Many zoos are already doing both these things, however, including the Cincinnati Zoo. The zoo says it has been funding gorilla conservation projects in the Republic of Congo for 15 years among other initiatives, including a cell phone recycling project aimed at reducing demand for coltan, a mineral used in cell phones that is mined in gorilla habitat.
The nonprofit Association of Zoos and Aquariums (AZA), which accredits and sets guidelines for zoos around the country, argues that zoos play a vital role in educating visitors about wild animals and conservation issues.
"Western lowland gorillas are critically endangered animals, so anything that can be done to help conserve their species must be done at this point. AZA-accredited zoos play an important role in that effort not only through the Species Survival Plan program, but also through supporting field conservation work," says Rob Vernon, communications director of the AZA, in an e-mail. "Between 2010 and 2014, AZA members contributed over $4.5 million to gorilla field conservation work. Gorillas are also one of the 10 signature species part of the SAFE: Saving Animals From Extinction effort that AZA members and partners are combining resources and leadership to save these great apes."
Researchers affiliated with the Lincoln Park Zoo in Chicago are leading a long-term study of gorillas in the Goualougo Triangle, a remote region of the Republic of Congo. The Bronx Zoo has raised more than $12 million for conservation programs through admission fees to its Congo Gorilla Forest, a 6.5-acre rain forest that is home to about 20 western lowland gorillas.
None of that good work helped Harambe, however, says Professor Gruen.
“Why are we in a situation in which the choice has to be made between a highly endangered animal and a 4-year-old child?” she says. “It’s only because we have a highly endangered animal in zoo setting, otherwise the choice wouldn’t have to be made.”
Harambe was brought to the Cincinnati Zoo in 2015 to breed with other gorillas, but she notes that, since gorillas bred in captivity can never be released into the wild, expanding captive gorilla populations will do nothing to help wild gorillas under threat from poaching and habitat loss and fragmentation.
“We’re engaged in a process where we’re going to perpetuate captive gorilla populations that will never be able to returned to wild,” she says.

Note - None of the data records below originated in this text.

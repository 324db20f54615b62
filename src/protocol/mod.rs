//! Request adapter
//!
//! Handles operation naming, payload decoding and response generation for
//! whichever transport fronts the credential store.

pub mod commands;
pub mod handlers;
pub mod parser;
pub mod responses;

pub use commands::{Command, parse_command};
pub use handlers::RequestHandler;
pub use parser::{CredentialPayload, parse_payload};
pub use responses::{Response, ResponseBody, ResponseStatus};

“The idea that gorillas are somehow ambassadors to the wild and will someday return, that’s not correct,” she adds. “The goal should be to provide the best captive care for gorillas … and protecting and preserving wild gorillas.”

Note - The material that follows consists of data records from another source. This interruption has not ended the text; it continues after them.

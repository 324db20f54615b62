use std::sync::{Arc, Barrier};
use std::thread;

use rax_credstore::protocol::{Response, parse_command};
use rax_credstore::utils::logging::setup_logging;
use rax_credstore::{Account, CredentialStore, RegisterError, RequestHandler, VerifyError};

// Helper to build a store seeded the way a default deployment is
fn bootstrap_store() -> CredentialStore {
    setup_logging();
    CredentialStore::with_bootstrap(Account::new("admin", "password123"))
}

// Helper to run one request through the adapter
fn send(handler: &RequestHandler, path: &str, body: &str) -> Response {
    handler.handle(parse_command(path), body.as_bytes())
}

#[test]
fn test_register_then_verify_many() {
    let store = bootstrap_store();
    for i in 0..50 {
        let username = format!("user{i}");
        let password = format!("secret-{i}");
        assert!(store.register(&username, &password).is_ok());
        assert!(store.verify(&username, &password).is_ok());
    }
    assert_eq!(store.len(), 51);
}

#[test]
fn test_wrong_secret_rejected() {
    let store = bootstrap_store();
    store.register("dave", "correct horse").unwrap();
    for attempt in ["", "correct", "correct horse ", "Correct horse", "battery staple"] {
        assert_eq!(
            store.verify("dave", attempt),
            Err(VerifyError::InvalidCredentials)
        );
    }
}

#[test]
fn test_unknown_identifier_rejected() {
    let store = bootstrap_store();
    for password in ["", "password123", "anything"] {
        assert_eq!(
            store.verify("nobody", password),
            Err(VerifyError::InvalidCredentials)
        );
    }
}

#[test]
fn test_bootstrap_scenario() {
    let store = bootstrap_store();
    assert!(store.verify("admin", "password123").is_ok());
    assert_eq!(
        store.verify("admin", "wrong"),
        Err(VerifyError::InvalidCredentials)
    );
    assert_eq!(
        store.register("admin", "anything"),
        Err(RegisterError::DuplicateIdentifier("admin".into()))
    );
}

#[test]
fn test_concurrent_register_same_identifier_threads() {
    const CALLERS: usize = 16;

    let store = Arc::new(bootstrap_store());
    let barrier = Arc::new(Barrier::new(CALLERS));

    let handles: Vec<_> = (0..CALLERS)
        .map(|i| {
            let store = Arc::clone(&store);
            let barrier = Arc::clone(&barrier);
            thread::spawn(move || {
                barrier.wait();
                store.register("racer", &format!("pw-{i}"))
            })
        })
        .collect();

    let results: Vec<_> = handles.into_iter().map(|h| h.join().unwrap()).collect();

    let created = results.iter().filter(|r| r.is_ok()).count();
    let duplicates = results
        .iter()
        .filter(|r| matches!(r, Err(RegisterError::DuplicateIdentifier(u)) if u == "racer"))
        .count();

    assert_eq!(created, 1);
    assert_eq!(duplicates, CALLERS - 1);
    assert_eq!(store.len(), 2);
    assert!(store.contains("racer"));
}

#[tokio::test(flavor = "multi_thread", worker_threads = 4)]
async fn test_concurrent_signup_same_identifier_tasks() {
    const CALLERS: usize = 32;

    let handler = RequestHandler::new(Arc::new(bootstrap_store()));

    let tasks: Vec<_> = (0..CALLERS)
        .map(|_| {
            let handler = handler.clone();
            tokio::spawn(async move {
                send(
                    &handler,
                    "/signup",
                    r#"{"username":"eve","password":"pw"}"#,
                )
            })
        })
        .collect();

    let mut statuses = Vec::with_capacity(CALLERS);
    for task in tasks {
        statuses.push(task.await.unwrap().status);
    }

    assert_eq!(statuses.iter().filter(|&&s| s == 201).count(), 1);
    assert_eq!(statuses.iter().filter(|&&s| s == 400).count(), CALLERS - 1);
    assert_eq!(handler.store().len(), 2);
}

#[tokio::test(flavor = "multi_thread", worker_threads = 4)]
async fn test_concurrent_distinct_registrations() {
    let store = Arc::new(CredentialStore::new());

    let tasks: Vec<_> = (0..64)
        .map(|i| {
            let store = Arc::clone(&store);
            tokio::spawn(async move { store.register(&format!("user{i}"), "pw") })
        })
        .collect();

    for task in tasks {
        assert!(task.await.unwrap().is_ok());
    }
    assert_eq!(store.len(), 64);
}

#[test]
fn test_request_flow() {
    let handler = RequestHandler::new(Arc::new(bootstrap_store()));

    let response = send(&handler, "/signup", r#"{"username":"frank","password":"f123"}"#);
    assert_eq!(response.status, 201);
    assert_eq!(
        response.to_json().unwrap(),
        r#"{"status":"success","message":"User created successfully"}"#
    );

    let response = send(&handler, "/signup", r#"{"username":"frank","password":"other"}"#);
    assert_eq!(response.status, 400);
    assert_eq!(response.body.message, "Username already exists");

    let response = send(&handler, "/login", r#"{"username":"frank","password":"f123"}"#);
    assert_eq!(response.status, 200);
    assert_eq!(response.body.message, "Login successful");

    let response = send(&handler, "/login", r#"{"username":"frank","password":"other"}"#);
    assert_eq!(response.status, 401);
    assert_eq!(
        response.to_json().unwrap(),
        r#"{"status":"error","message":"Invalid credentials"}"#
    );

    let response = send(&handler, "/signup", r#"{"username":"","password":""}"#);
    assert_eq!(response.status, 400);
    assert_eq!(response.body.message, "Missing username or password");

    let response = send(&handler, "/signup", "garbage");
    assert_eq!(response.status, 400);

    let response = send(&handler, "/reset", "{}");
    assert_eq!(response.status, 404);

    assert_eq!(handler.store().len(), 2);
}

#[test]
fn test_stores_are_isolated() {
    let first = bootstrap_store();
    let second = CredentialStore::new();
    first.register("grace", "pw").unwrap();
    assert!(!second.contains("grace"));
    assert!(second.verify("admin", "password123").is_err());
}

Reformers instead say that zoos should follow an increasingly popular “compassionate conservation” approach that uses large sanctuaries, strictly limiting human interaction, to focus on rehabilitation.
“We tried to build something more enriched – a happy resting ground for all of [these animals],” Ed Stewart, who co-founded one such sanctuary in California, told the Monitor in February. “But it’s still a step way down from the wild.”
Animal ethicists say they hope that the public continues to ask questions about how best to protect and care for endangered species in the wake of the weekend tragedy in Cincinnati.
“To me the major question is: Why was Harambe there in the first place?” says Dr. Bekoff, a former professor of ecology and evolutionary biology at the University of Colorado, Boulder. “We can’t bring Harambe back, and I’m thrilled the boy is safe, but I was hoping this case would make a difference, and I think it is a case that will make a difference.”